What async/await Changed

async/await didn’t add anything fundamentally new — it:

  • rewrote asynchrony into normal syntax,
  • preserved linear thinking,
  • removed manual continuation handling.

The key idea:

A thread doesn’t wait. The state of an operation waits.

When execution reaches await:

  1. if the result is ready — code continues,
  2. if not — the method is suspended,
  3. the thread is freed,
  4. the continuation runs later.

Where Are Threads — and Where Are Not

This is the most important point.

  • await does not create a thread
  • await does not guarantee another thread
  • await does not mean parallelism

It means only one thing:

“Continue execution when the result is ready.”

The thread for continuation:

  • may be the same
  • may be a different one
  • may not be explicitly noticeable at all

This is a detail of implementation, not part of the contract.

Why This Breaks Old Thinking

Previously it was simple:

  • one method → one thread → one sequence.

Now:

  • a method is a state machine
  • execution can:
    • be interrupted,
    • be resumed,
    • continue in a different context.

Therefore:

  • lock + await is dangerous,
  • blocking calls (.Result, .Wait()) are traps,
  • deadlocks become thinner and more insidious.

Asynchrony ≠ Parallelism

It’s important to clearly separate:

  • Asynchronynot waiting for an operation to complete,
  • Parallelismdoing multiple things at the same time.

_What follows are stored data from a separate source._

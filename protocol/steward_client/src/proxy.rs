use chrono::{DateTime, Utc};
use serde::{Deserialize, Serialize};
use uuid::Uuid;

use crate::{deployment::AppDeploymentOutcome, instance::InstanceDescription};

#[derive(Debug, Clone, Copy, Serialize, Deserialize, PartialEq, Eq, PartialOrd)]
pub enum HealthStatus {
    Healthy,
    Unhealthy,
    Unknown,
}

#[derive(Debug, Clone, Serialize, Deserialize, PartialEq, PartialOrd)]
pub struct ProxyHealthDescription {
    pub status: HealthStatus,
    pub checked_at: Option<DateTime<Utc>>,
    pub latency_ms: Option<u64>,
    pub last_error: Option<String>,
}

#[derive(Debug, Clone, Serialize, Deserialize, PartialEq, PartialOrd)]
pub struct ProxyDescription {
    pub id: Uuid,
    pub protocol: String,
    pub host: String,
    pub port: u16,
    pub username: Option<String>,
    /// Proxy uri with the password masked.
    pub display_uri: String,
    pub health: ProxyHealthDescription,
    pub instances_count: usize,
}

/// Which apps get deployed behind a freshly added proxy.
#[derive(Debug, Clone, Default, Serialize, Deserialize, PartialEq, PartialOrd)]
pub enum AutoDeploy {
    #[default]
    Nothing,
    Configured,
    Selected(Vec<String>),
}

#[derive(Debug, Clone, Serialize, Deserialize, PartialEq, PartialOrd)]
pub struct AddedProxy {
    pub proxy: ProxyDescription,
    pub deployments: Vec<AppDeploymentOutcome>,
}

#[derive(Debug, Clone, Serialize, Deserialize, PartialEq, PartialOrd)]
pub struct ProxyRemovalPreview {
    pub proxy: ProxyDescription,
    pub dependent_instances: Vec<InstanceDescription>,
}

#[derive(Debug, Clone, Serialize, Deserialize, PartialEq, PartialOrd)]
pub struct TeardownReportDescription {
    pub proxy_id: Uuid,
    pub removed_instances: Vec<String>,
    pub failures: Vec<String>,
    pub tunnel_removed: bool,
}
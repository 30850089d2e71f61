use std::collections::BTreeMap;

use chrono::{DateTime, Utc};
use serde::Deserialize;

use crate::managers::runtime::{ContainerInfo, NetworkStats, RuntimeError};

const NO_SUCH_CONTAINER: &str = "No such container";
/// `StartedAt` of a container that never ran.
const ZERO_TIME_PREFIX: &str = "0001-01-01";

#[derive(Debug, Deserialize)]
#[serde(rename_all = "PascalCase")]
struct PsEntry {
    #[serde(rename = "ID")]
    id: String,
    names: String,
    image: String,
    #[serde(default)]
    status: String,
    #[serde(default)]
    state: String,
    #[serde(default)]
    ports: String,
}

#[derive(Debug, Deserialize)]
#[serde(rename_all = "PascalCase")]
struct StatsEntry {
    name: String,
    #[serde(rename = "NetIO")]
    net_io: String,
}

/// Maps a failed invocation onto the error taxonomy.
pub fn command_failure(target: Option<&str>, stderr: &str) -> RuntimeError {
    let message = stderr.trim();
    match target {
        Some(name) if message.contains(NO_SUCH_CONTAINER) => RuntimeError::NotFound(name.to_string()),
        _ => RuntimeError::CommandFail(message.to_string()),
    }
}

/// One `docker ps --format {{json .}}` object per line.
pub fn parse_container_list(output: &str) -> Result<Vec<ContainerInfo>, RuntimeError> {
    output
        .lines()
        .map(str::trim)
        .filter(|line| !line.is_empty())
        .map(|line| {
            let entry: PsEntry = serde_json::from_str(line)
                .map_err(|err| RuntimeError::InvalidOutput(err.to_string()))?;
            Ok(ContainerInfo {
                id: entry.id,
                name: entry.names,
                image: entry.image,
                status: entry.status,
                state: entry.state,
                published_ports: parse_published_ports(&entry.ports),
            })
        })
        .collect()
}

/// Host ports of a `Ports` column like `0.0.0.0:5902->5900/tcp, :::5902->5900/tcp`.
pub fn parse_published_ports(ports: &str) -> Vec<u16> {
    let mut published = vec![];
    for binding in ports.split(',') {
        let Some((host, _)) = binding.trim().split_once("->") else {
            continue;
        };
        let Some(port) = host
            .rsplit(':')
            .next()
            .and_then(|port| port.parse::<u16>().ok())
        else {
            continue;
        };
        if !published.contains(&port) {
            published.push(port);
        }
    }
    published
}

/// Sizes as printed by `docker stats`: decimal units (`kB`, `MB`) and binary
/// ones (`KiB`, `MiB`).
pub fn parse_byte_size(size: &str) -> Option<u64> {
    let size = size.trim();
    let split = size
        .find(|c: char| !(c.is_ascii_digit() || c == '.'))
        .unwrap_or(size.len());
    let (number, unit) = size.split_at(split);
    let number: f64 = number.parse().ok()?;
    let multiplier: f64 = match unit.trim() {
        "" | "B" => 1.0,
        "kB" | "KB" => 1e3,
        "MB" => 1e6,
        "GB" => 1e9,
        "TB" => 1e12,
        "KiB" => 1024.0,
        "MiB" => 1024.0 * 1024.0,
        "GiB" => 1024.0 * 1024.0 * 1024.0,
        "TiB" => 1024.0 * 1024.0 * 1024.0 * 1024.0,
        _ => return None,
    };
    Some((number * multiplier).round() as u64)
}

/// `NetIO` column: `received / transmitted`.
pub fn parse_net_io(net_io: &str) -> Option<NetworkStats> {
    let (rx, tx) = net_io.split_once('/')?;
    Some(NetworkStats {
        rx_bytes: parse_byte_size(rx)?,
        tx_bytes: parse_byte_size(tx)?,
    })
}

/// Lines with an unreadable `NetIO` value are skipped.
pub fn parse_stats(output: &str) -> Result<BTreeMap<String, NetworkStats>, RuntimeError> {
    let mut stats = BTreeMap::new();
    for line in output.lines().map(str::trim).filter(|line| !line.is_empty()) {
        let entry: StatsEntry = serde_json::from_str(line)
            .map_err(|err| RuntimeError::InvalidOutput(err.to_string()))?;
        if let Some(net_io) = parse_net_io(&entry.net_io) {
            stats.insert(entry.name, net_io);
        }
    }
    Ok(stats)
}

/// `{{json .Config.Env}}` output, a JSON array of `KEY=VALUE` strings.
pub fn parse_environment(output: &str) -> Result<BTreeMap<String, String>, RuntimeError> {
    let output = output.trim();
    if output.is_empty() || output == "null" {
        return Ok(BTreeMap::new());
    }
    let variables: Vec<String> = serde_json::from_str(output)
        .map_err(|err| RuntimeError::InvalidOutput(err.to_string()))?;
    Ok(variables
        .into_iter()
        .map(|variable| match variable.split_once('=') {
            Some((key, value)) => (key.to_string(), value.to_string()),
            None => (variable, String::new()),
        })
        .collect())
}

pub fn parse_start_time(output: &str) -> Result<Option<DateTime<Utc>>, RuntimeError> {
    let output = output.trim();
    if output.is_empty() || output.starts_with(ZERO_TIME_PREFIX) {
        return Ok(None);
    }
    DateTime::parse_from_rfc3339(output)
        .map(|time| Some(time.with_timezone(&Utc)))
        .map_err(|err| RuntimeError::InvalidOutput(format!("{output}: {err}")))
}
use std::io;
use std::path::{Path, PathBuf};
use std::sync::Arc;

use log::{debug, error, info, warn};
use thiserror::Error;
use tokio::net::{UnixListener, UnixStream};
use tokio::{select, task::JoinSet};
use tokio_util::sync::CancellationToken;

use crate::client_handler::client_command_handler::Client;
use crate::managers::steward::Steward;

#[derive(Error, Debug)]
pub enum UnixSocketServerError {
    #[error("Failed to remove stale steward socket {path:?}: {source}")]
    StaleSocketFail {
        path: PathBuf,
        #[source]
        source: io::Error,
    },
    #[error("Failed to bind steward socket {path:?}: {source}")]
    BindFail {
        path: PathBuf,
        #[source]
        source: io::Error,
    },
    #[error("Failed to accept a steward client: {0}")]
    AcceptFail(#[source] io::Error),
}

/// Control socket of the steward daemon. Every client connection gets its
/// own task sharing one [`Steward`].
pub struct UnixSocketServer {
    listener: UnixListener,
    path: PathBuf,
}

impl UnixSocketServer {
    /// Binds `socket`, replacing a file left behind by a previous daemon.
    pub fn new(socket: &Path) -> Result<Self, UnixSocketServerError> {
        if socket.exists() {
            warn!("Replacing stale steward socket {socket:?}");
            std::fs::remove_file(socket).map_err(|source| {
                UnixSocketServerError::StaleSocketFail {
                    path: socket.to_path_buf(),
                    source,
                }
            })?;
        }
        let listener =
            UnixListener::bind(socket).map_err(|source| UnixSocketServerError::BindFail {
                path: socket.to_path_buf(),
                source,
            })?;
        Ok(Self {
            listener,
            path: socket.to_path_buf(),
        })
    }

    /// Serves clients until `token` is cancelled, then waits for every open
    /// client session to finish.
    pub async fn listen<T: Client>(
        &self,
        steward: Arc<dyn Steward + Send + Sync>,
        token: Arc<CancellationToken>,
    ) -> Result<(), UnixSocketServerError> {
        info!("Steward is listening on {:?}", self.path);
        let mut sessions = JoinSet::new();
        loop {
            select! {
                accepted = self.listener.accept() => {
                    let (stream, _) = accepted.map_err(UnixSocketServerError::AcceptFail)?;
                    Self::spawn_session::<T>(&mut sessions, stream, steward.clone(), token.clone());
                    debug!("Steward client connected, {} sessions open.", sessions.len());
                }
                finished = sessions.join_next(), if !sessions.is_empty() => {
                    if let Some(Err(err)) = finished {
                        error!("Steward client session panicked: {err}");
                    }
                }
                _ = token.cancelled() => {
                    break;
                }
            }
        }

        let remaining = sessions.len();
        while sessions.join_next().await.is_some() {}
        info!("Steward socket closed after draining {remaining} sessions.");
        Ok(())
    }

    fn spawn_session<T: Client>(
        sessions: &mut JoinSet<()>,
        stream: UnixStream,
        steward: Arc<dyn Steward + Send + Sync>,
        token: Arc<CancellationToken>,
    ) {
        sessions.spawn(async move {
            match T::handle_connection(steward, stream, token).await {
                Ok(()) => debug!("Steward client session ended."),
                Err(err) => error!("Steward client session failed: {err}"),
            }
        });
    }
}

async/await solves the first problem.

The second is solved by:

  • Task.Run,
  • thread pool,
  • parallel APIs.

Mixing them without understanding is a direct path to problems.

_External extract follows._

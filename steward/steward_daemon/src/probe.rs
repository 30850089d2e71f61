pub mod http_probe;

Why async/await Became So Popular

Because it:

  • doesn’t break the developer’s thought process,
  • looks like normal code,
  • scales better than blocking,
  • fits perfectly for I/O work.

And at the same time:

  • it doesn’t promise multithreading,
  • it doesn’t hide complexity — it pushes it to the runtime.

Conclusion

async/await is not a new model of parallelism.
It’s a new way to think about waiting.

Previously waiting meant:

“I am busy, wait.”

Now it means:

“I will come back when there is a reason to continue.”

And that’s why asynchronous code:

  • scales better,
  • is harder to debug,
  • requires a different architectural mindset.